CARTOON - THE CRUCIFICTION OF REASON

1929
Overview

This hand drawn black and white cartoon features the image of a man in dark pants and no shirt crucified on a cross with a crowd of men standing around the base. The man's hands and feet are nailed to the cross and his torso is tied in place Many of the men are in suits and wearing hats. Dark clouds gather in the sky from the right side of the cartoon to the middle and has white text written across them reading [ECONOMIC / DISASTER]. Rain is drawn falling from the sky. The crucified man has a board with text reading [REASON] around his neck.
Ben Strange’s signature is in the bottom right corner.
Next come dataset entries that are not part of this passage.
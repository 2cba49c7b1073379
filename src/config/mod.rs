//! YAML application configuration.
//!
//! One file configures the listener, the storage backend and every engine
//! component. `${VAR}` / `${VAR:-default}` references are expanded from the
//! environment before parsing; durations use humantime notation (`2s`,
//! `500ms`, `24h`).

mod app;
mod validation;

pub use app::{
    AppConfig, DEFAULT_DATABASE_URL, DEFAULT_PORT, DatabaseConfig, RulesConfig, ServerConfig,
    StreamConfig,
};
pub use validation::{ConfigError, expand_env_vars, parse_duration};
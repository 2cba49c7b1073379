//! Storage-specific error types.
//!
//! Every [`StoragePort`](crate::storage::StoragePort) call returns
//! [`StorageError`] on failure. Callers on the ingestion path never surface
//! these to producers; they retry or degrade instead.

use thiserror::Error;

/// Errors that can occur in the storage layer.
#[derive(Debug, Error)]
pub enum StorageError {
    /// Database operation failed (sqlx error).
    #[error("database error: {0}")]
    Database(#[from] sqlx::Error),

    /// JSON serialization/deserialization error.
    #[error("json error: {0}")]
    Json(#[from] serde_json::Error),

    /// Backend is not reachable or has been closed.
    #[error("storage unavailable: {0}")]
    Unavailable(String),

    /// Internal error (e.g., poisoned lock).
    #[error("internal error: {0}")]
    Internal(String),

    /// Invalid data in storage (e.g., unknown enum value).
    #[error("invalid data: {0}")]
    InvalidData(String),
}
When published in the Western Mail, 14 February 1929 the cartoon was accompanied with the following caption:
AUSTRALAIN INDUSTRY IS AGAIN IN DANGER OF PARALYSIS THROUGH THE FLOUTING OF ARBITRATION DECISIONS.

Historical information

Ben Strange was a prominent political cartoonist in Western Australia who worked for the Western Mail from 1898 to 1930. This original cartoon, by Ben Strange, was collected by Ivor T Birtwistle who also worked at the Western Mail in the early 1900s.
The cartoon was first published in the Western Mail on 14 February 1929 and foreshadows approaching economic disaster that will follow the ‘Crucifixion of Reason’. The cartoon is possibly inspired by recent statements by the Labour Council at a conference in Melbourne that the union movement would refuse to present their case regarding workers conditions to the Commonwealth Arbitration Court because they believed that the Court was only acting in the interest of employers thanks to changes to the act controlling the court by the Federal Government (The National Party with Stanley Bruce as Prime Minister was in government).
Around this time the WA State Labor Government was largely at loggerheads with the Nationalist Federal Government concerning economic development policy, particularly wage rates for workers.

Details

Details

Registration number
cwa-org-33-AK1999.66
Material
Year
1929
Statement of significance

HIGH
The Ben Strange cartoons are historically significant as they depict many key figures linked to the history and development of both Western Australia and Australia. Political figures who regularly appeared in his cartoon’s included John ‘Happy Jack’ Scaddan, the Premier of Western Australia from 1911 until 1916, and William ‘Billy’ Hughes, the Prime Minister of Australia from 1915 to 1923.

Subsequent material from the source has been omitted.